Brief
Please reproduce verbatim the lines below, from the first through the one with "use tracing_subscriber::util::SubscriberInitExt;".

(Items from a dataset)
== Segment start ==
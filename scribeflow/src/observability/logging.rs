//! Subscriber setup shared by the binaries.

use crate::errors::ScribeflowError;
use serde::{Deserialize, Serialize};
use std::fs::OpenOptions;
use std::path::PathBuf;
use std::sync::Mutex;
use tracing_subscriber::layer::SubscriberExt;
use tracing_subscriber::util::SubscriberInitExt;
use tracing_subscriber::{fmt, EnvFilter};

/// Console output format.
#[derive(Debug, Clone, Copy, Default, PartialEq, Eq, Serialize, Deserialize)]
#[serde(rename_all = "snake_case")]
pub enum LogFormat {
    /// Human-readable lines.
    #[default]
    Pretty,
    /// One JSON object per line.
    Json,
}

/// Logging options.
#[derive(Debug, Clone, Default, Serialize, Deserialize)]
pub struct LogConfig {
    /// Lowers the default level from `info` to `debug`.
    #[serde(default)]
    pub verbose: bool,
    /// Console format.
    #[serde(default)]
    pub format: LogFormat,
    /// Optional log file, appended to in plain text.
    #[serde(default)]
    pub file: Option<PathBuf>,
}

impl LogConfig {
    /// Creates the default configuration.
    #[must_use]
    pub fn new() -> Self {
        Self::default()
    }

    /// Sets verbose output.
    #[must_use]
    pub fn with_verbose(mut self, verbose: bool) -> Self {
        self.verbose = verbose;
        self
    }

    /// Sets the console format.
    #[must_use]
    pub fn with_format(mut self, format: LogFormat) -> Self {
        self.format = format;
        self
    }

    /// Also writes logs to `path`.
    #[must_use]
    pub fn with_file(mut self, path: impl Into<PathBuf>) -> Self {
        self.file = Some(path.into());
        self
    }

    /// The filter used when `RUST_LOG` is unset.
    #[must_use]
    pub fn default_directive(&self) -> &'static str {
        if self.verbose {
            "debug"
        } else {
            "info"
        }
    }
}

/// Installs the global subscriber.
///
/// `RUST_LOG` takes precedence over [`LogConfig::verbose`].
///
/// # Errors
///
/// Fails if the log file cannot be opened or a subscriber is already set.
pub fn init_logging(config: &LogConfig) -> Result<(), ScribeflowError> {
    let filter = EnvFilter::try_from_default_env()
        .unwrap_or_else(|_| EnvFilter::new(config.default_directive()));

    let file_layer = match &config.file {
        Some(path) => {
            if let Some(parent) = path.parent().filter(|p| !p.as_os_str().is_empty()) {
                std::fs::create_dir_all(parent)?;
            }
            let file = OpenOptions::new().create(true).append(true).open(path)?;
            Some(
                fmt::layer()
                    .with_ansi(false)
                    .with_target(false)
                    .with_writer(Mutex::new(file)),
            )
        }
        None => None,
    };

    let json = config.format == LogFormat::Json;

    tracing_subscriber::registry()
        .with(filter)
        .with((!json).then(|| fmt::layer().with_target(false)))
        .with(json.then(|| fmt::layer().json()))
        .with(file_layer)
        .try_init()
        .map_err(|e| ScribeflowError::Config(format!("logging already initialized: {e}")))
}

#[cfg(test)]
mod tests {
    use super::*;

    #[test]
    fn test_default_directive() {
        assert_eq!(LogConfig::new().default_directive(), "info");
        assert_eq!(LogConfig::new().with_verbose(true).default_directive(), "debug");
    }

    #[test]
    fn test_config_from_json() {
        let config: LogConfig =
            serde_json::from_str(r#"{"format": "json", "file": "out/run.log"}"#).unwrap();
        assert_eq!(config.format, LogFormat::Json);
        assert_eq!(config.file, Some(PathBuf::from("out/run.log")));
        assert!(!config.verbose);
    }

    #[test]
    fn test_init_creates_log_file_once() {
        let tmp = tempfile::tempdir().unwrap();
        let path = tmp.path().join("logs").join("blog_generation.log");
        let config = LogConfig::new().with_file(&path);

        assert!(init_logging(&config).is_ok());
        tracing::info!("written to file");
        assert!(path.exists());

        assert!(matches!(
            init_logging(&LogConfig::new()),
            Err(ScribeflowError::Config(_))
        ));
    }
}
//! Pipeline builder with validation.

use super::{FallbackDocument, SequentialPipeline, StageSpec};
use crate::errors::{ContractErrorInfo, ContractSuggestions, PipelineValidationError};
use crate::events::{EventSink, LoggingEventSink};
use crate::stages::Stage;
use std::collections::HashSet;
use std::sync::Arc;

/// Builder for creating validated sequential pipelines.
///
/// Stages run in the order they are added. Every declared input must either
/// be seeded by the caller or written by an earlier stage; this is checked as
/// each stage is added.
#[derive(Debug, Clone)]
pub struct PipelineBuilder {
    /// The pipeline name.
    name: String,
    /// Fields the caller seeds before the run.
    seeds: Vec<String>,
    /// The stage specifications, in execution order.
    stages: Vec<StageSpec>,
    /// The designated final field.
    final_field: Option<String>,
    /// Template used when the final field is absent.
    fallback: Option<FallbackDocument>,
    /// Where lifecycle events go.
    event_sink: Option<Arc<dyn EventSink>>,
}

impl PipelineBuilder {
    /// Creates a new pipeline builder.
    #[must_use]
    pub fn new(name: impl Into<String>) -> Self {
        Self {
            name: name.into(),
            seeds: Vec::new(),
            stages: Vec::new(),
            final_field: None,
            fallback: None,
            event_sink: None,
        }
    }

    /// Declares a field the caller seeds before running.
    #[must_use]
    pub fn seed(mut self, key: impl Into<String>) -> Self {
        let key = key.into();
        if !self.seeds.contains(&key) {
            self.seeds.push(key);
        }
        self
    }

    /// Declares several seeded fields.
    #[must_use]
    pub fn seeds<'a>(self, keys: impl IntoIterator<Item = &'a str>) -> Self {
        keys.into_iter().fold(self, |builder, key| builder.seed(key))
    }

    /// Adds a stage to the pipeline.
    ///
    /// # Errors
    ///
    /// Returns an error if the name is taken or an input has no producer.
    pub fn stage(
        mut self,
        name: impl Into<String>,
        runner: Arc<dyn Stage>,
        inputs: &[&str],
        output_key: impl Into<String>,
    ) -> Result<Self, PipelineValidationError> {
        let spec = StageSpec::new(name, runner, output_key).with_inputs(inputs.iter().copied());
        self.add_stage_spec(spec)?;
        Ok(self)
    }

    /// Adds a stage with a specification.
    ///
    /// # Errors
    ///
    /// Returns an error if validation fails.
    pub fn add_stage_spec(&mut self, spec: StageSpec) -> Result<(), PipelineValidationError> {
        spec.validate()?;

        if self.stages.iter().any(|s| s.name == spec.name) {
            return Err(PipelineValidationError::new(format!(
                "Stage '{}' is already defined in pipeline '{}'",
                spec.name, self.name
            ))
            .with_stages(vec![spec.name.clone()])
            .with_error_info(contract_info(
                "CONTRACT-005-DUPLICATE_STAGE",
                format!("Duplicate stage name '{}'", spec.name),
            )));
        }

        for input in &spec.inputs {
            if !self.is_available(input) {
                return Err(PipelineValidationError::new(format!(
                    "Stage '{}' reads '{}', which is neither seeded nor written by an earlier stage",
                    spec.name, input
                ))
                .with_stages(vec![spec.name.clone()])
                .with_error_info(
                    contract_info(
                        "CONTRACT-003-MISSING_INPUT",
                        format!("No producer for field '{input}'"),
                    )
                    .with_context_entry("stage", &spec.name)
                    .with_context_entry("field", input),
                ));
            }
        }

        self.stages.push(spec);
        Ok(())
    }

    /// Appends the stages of another builder as a nested group.
    ///
    /// The group's seeds are merged into this builder; its stages are
    /// re-validated against the fields available at this point.
    ///
    /// # Errors
    ///
    /// Returns an error if any appended stage fails validation.
    pub fn extend(mut self, group: Self) -> Result<Self, PipelineValidationError> {
        for seed in group.seeds {
            if !self.seeds.contains(&seed) {
                self.seeds.push(seed);
            }
        }
        for spec in group.stages {
            self.add_stage_spec(spec)?;
        }
        Ok(self)
    }

    /// Designates the field whose value is the pipeline's result.
    ///
    /// Defaults to the output field of the last stage.
    #[must_use]
    pub fn final_field(mut self, key: impl Into<String>) -> Self {
        self.final_field = Some(key.into());
        self
    }

    /// Sets the template rendered when the final field is absent.
    #[must_use]
    pub fn fallback(mut self, document: FallbackDocument) -> Self {
        self.fallback = Some(document);
        self
    }

    /// Sets the event sink.
    #[must_use]
    pub fn event_sink(mut self, sink: Arc<dyn EventSink>) -> Self {
        self.event_sink = Some(sink);
        self
    }

    /// Builds the pipeline.
    ///
    /// # Errors
    ///
    /// Returns an error if the builder has no stages or if the final field is
    /// not written by any stage.
    pub fn build(self) -> Result<SequentialPipeline, PipelineValidationError> {
        let Some(last) = self.stages.last() else {
            return Err(PipelineValidationError::new(format!(
                "Pipeline '{}' has no stages",
                self.name
            ))
            .with_error_info(contract_info(
                "CONTRACT-001-EMPTY",
                "Cannot build an empty pipeline",
            )));
        };

        let final_field = self
            .final_field
            .clone()
            .unwrap_or_else(|| last.output_key.clone());

        if !self.stages.iter().any(|s| s.output_key == final_field) {
            return Err(PipelineValidationError::new(format!(
                "No stage in pipeline '{}' writes the final field '{}'",
                self.name, final_field
            ))
            .with_error_info(
                contract_info(
                    "CONTRACT-002-FINAL_FIELD",
                    format!("Final field '{final_field}' has no producer"),
                )
                .with_context_entry("field", &final_field),
            ));
        }

        let fallback = self.fallback.unwrap_or_else(|| {
            let partial_keys: Vec<&str> = self
                .stages
                .iter()
                .map(|s| s.output_key.as_str())
                .filter(|k| *k != final_field)
                .collect();
            FallbackDocument::for_fields(format!("# {} (Partial)", self.name), partial_keys)
        });

        let event_sink = self
            .event_sink
            .unwrap_or_else(|| Arc::new(LoggingEventSink));

        Ok(SequentialPipeline::new(
            self.name,
            self.seeds,
            self.stages,
            final_field,
            fallback,
            event_sink,
        ))
    }

    /// Returns the pipeline name.
    #[must_use]
    pub fn name(&self) -> &str {
        &self.name
    }

    /// Returns the number of stages.
    #[must_use]
    pub fn stage_count(&self) -> usize {
        self.stages.len()
    }

    /// Returns the fields available to the next stage added.
    #[must_use]
    pub fn available_fields(&self) -> HashSet<&str> {
        self.seeds
            .iter()
            .map(String::as_str)
            .chain(self.stages.iter().map(|s| s.output_key.as_str()))
            .collect()
    }

    fn is_available(&self, key: &str) -> bool {
        self.seeds.iter().any(|s| s == key) || self.stages.iter().any(|s| s.output_key == key)
    }
}

fn contract_info(code: &str, summary: impl Into<String>) -> ContractErrorInfo {
    let info = ContractErrorInfo::new(code, summary);
    match ContractSuggestions::get(code) {
        Some(hint) => info.with_fix_hint(hint),
        None => info,
    }
}

#[cfg(test)]
mod tests {
    use super::*;
    use crate::testing::StaticStage;

    fn stage(name: &str) -> Arc<dyn Stage> {
        Arc::new(StaticStage::new(name, "value"))
    }

    #[test]
    fn test_builder_orders_stages() {
        let pipeline = PipelineBuilder::new("plan")
            .seed("task")
            .stage("a", stage("a"), &["task"], "subtasks")
            .unwrap()
            .stage("b", stage("b"), &["task", "subtasks"], "final")
            .unwrap()
            .build()
            .unwrap();

        assert_eq!(pipeline.stage_names(), vec!["a", "b"]);
        assert_eq!(pipeline.final_field(), "final");
    }

    #[test]
    fn test_empty_pipeline_rejected() {
        let err = PipelineBuilder::new("empty").build().unwrap_err();
        assert_eq!(err.code(), Some("CONTRACT-001-EMPTY"));
        assert!(err.error_info.unwrap().fix_hint.is_some());
    }

    #[test]
    fn test_unseeded_input_rejected() {
        let err = PipelineBuilder::new("p")
            .stage("a", stage("a"), &["task"], "subtasks")
            .unwrap_err();

        assert_eq!(err.code(), Some("CONTRACT-003-MISSING_INPUT"));
        assert_eq!(err.stages, vec!["a"]);
    }

    #[test]
    fn test_input_from_later_stage_rejected() {
        let builder = PipelineBuilder::new("p").seed("task");
        let err = builder
            .stage("b", stage("b"), &["subtasks"], "agents")
            .unwrap_err();

        assert_eq!(err.code(), Some("CONTRACT-003-MISSING_INPUT"));
    }

    #[test]
    fn test_duplicate_stage_rejected() {
        let err = PipelineBuilder::new("p")
            .stage("a", stage("a"), &[], "x")
            .unwrap()
            .stage("a", stage("a"), &[], "y")
            .unwrap_err();

        assert_eq!(err.code(), Some("CONTRACT-005-DUPLICATE_STAGE"));
    }

    #[test]
    fn test_final_field_must_have_producer() {
        let err = PipelineBuilder::new("p")
            .stage("a", stage("a"), &[], "x")
            .unwrap()
            .final_field("report")
            .build()
            .unwrap_err();

        assert_eq!(err.code(), Some("CONTRACT-002-FINAL_FIELD"));
    }

    #[test]
    fn test_extend_with_group() {
        let group = PipelineBuilder::new("group")
            .seed("task")
            .stage("analyze", stage("analyze"), &["task"], "subtasks")
            .unwrap();

        let builder = PipelineBuilder::new("outer")
            .extend(group)
            .unwrap()
            .stage("final", stage("final"), &["task", "subtasks"], "report")
            .unwrap();

        assert_eq!(builder.stage_count(), 2);
        assert!(builder.available_fields().contains("report"));
    }
}
//! Session storage for blackboards.

use super::{Blackboard, SessionKey};
use parking_lot::RwLock;
use std::collections::HashMap;

/// A key-value session store addressed by (app, user, session).
///
/// Pipelines never read from the store during a run; callers persist the
/// finished blackboard and may seed a later run from it.
pub trait SessionStore: Send + Sync {
    /// Gets the blackboard stored for a session.
    fn get(&self, key: &SessionKey) -> Option<Blackboard>;

    /// Stores a blackboard for a session, replacing any previous one.
    fn set(&self, key: SessionKey, board: Blackboard);

    /// Returns true if the session exists.
    fn contains(&self, key: &SessionKey) -> bool {
        self.get(key).is_some()
    }
}

/// In-memory [`SessionStore`].
#[derive(Debug, Default)]
pub struct InMemorySessionStore {
    sessions: RwLock<HashMap<SessionKey, Blackboard>>,
}

impl InMemorySessionStore {
    /// Creates an empty store.
    #[must_use]
    pub fn new() -> Self {
        Self::default()
    }

    /// Returns the number of stored sessions.
    #[must_use]
    pub fn len(&self) -> usize {
        self.sessions.read().len()
    }

    /// Returns true if no session is stored.
    #[must_use]
    pub fn is_empty(&self) -> bool {
        self.sessions.read().is_empty()
    }
}

impl SessionStore for InMemorySessionStore {
    fn get(&self, key: &SessionKey) -> Option<Blackboard> {
        self.sessions.read().get(key).cloned()
    }

    fn set(&self, key: SessionKey, board: Blackboard) {
        self.sessions.write().insert(key, board);
    }
}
== Segment end ==
Solution
filename scribeflow/src/observability/logging.rs
//! Subscriber setup shared by the binaries.

use crate::errors::ScribeflowError;
use serde::{Deserialize, Serialize};
use std::fs::OpenOptions;
use std::path::PathBuf;
use std::sync::Mutex;
use tracing_subscriber::layer::SubscriberExt;
use tracing_subscriber::util::SubscriberInitExt;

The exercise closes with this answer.